For years now — in Afghanistan, in Iraq — Britain has gamely played the role of Little Satan to America’s big one.

Johnson’s resignation — and that of his erstwhile Cabinet colleague, David Davis, the former Brexit secretary — came earlier this week in response to yet another attempt by May to shore up the consensus in her government for at least some sort of deal with the European Union, before Britain crashes unceremoniously out next March. May’s government remains in danger of falling more or less any day, if yet more so-called hard Brexiteers join Johnson and Davis on the back benches. This is hardly a strong position from which to negotiate with the real estate shyster-turned-leader-of-the-free-world that you must, perforce, call your president.

Listen, we feel your pain over there — your pain and your humiliation at being represented abroad by this man. But in return, perhaps you should feel our pain and humiliation, too?
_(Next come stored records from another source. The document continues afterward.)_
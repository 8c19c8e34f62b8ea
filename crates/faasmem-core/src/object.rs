//! Named shared-memory object record

use crate::action::Action;
use crate::key::Key;
use std::sync::Arc;

/// A client-visible shared-memory allocation
#[derive(Debug, Clone)]
pub struct ShmObject {
    /// Client-chosen unique name
    pub name: String,
    /// Key the segment was created under
    pub key: Key,
    /// Requested size in bytes
    pub size: u64,
    /// Capacity units reserved on `action`
    pub units: u32,
    /// Backing action, possibly shared with other objects
    pub action: Arc<Action>,
}

impl ShmObject {
    /// Whether the backing action serves only this object
    pub fn is_exclusive(&self) -> bool {
        self.action.is_exclusive()
    }
}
There’s a memorable line in Danny Boyle’s movie “Trainspotting,” when one of the scuzzy Scot junkies produces this acute apercu about his nation’s character: “Some hate the English. I don’t. They’re just wankers. We, on the other hand, are colonized by wankers.”

As it is in respect of the Scots and the English, so it is with the British and the Americans. We feel ourselves, each time a Trump or a Bush Jr. arrives on our shores, to have been colonized by wankers, and so our national self-esteem takes a nosedive.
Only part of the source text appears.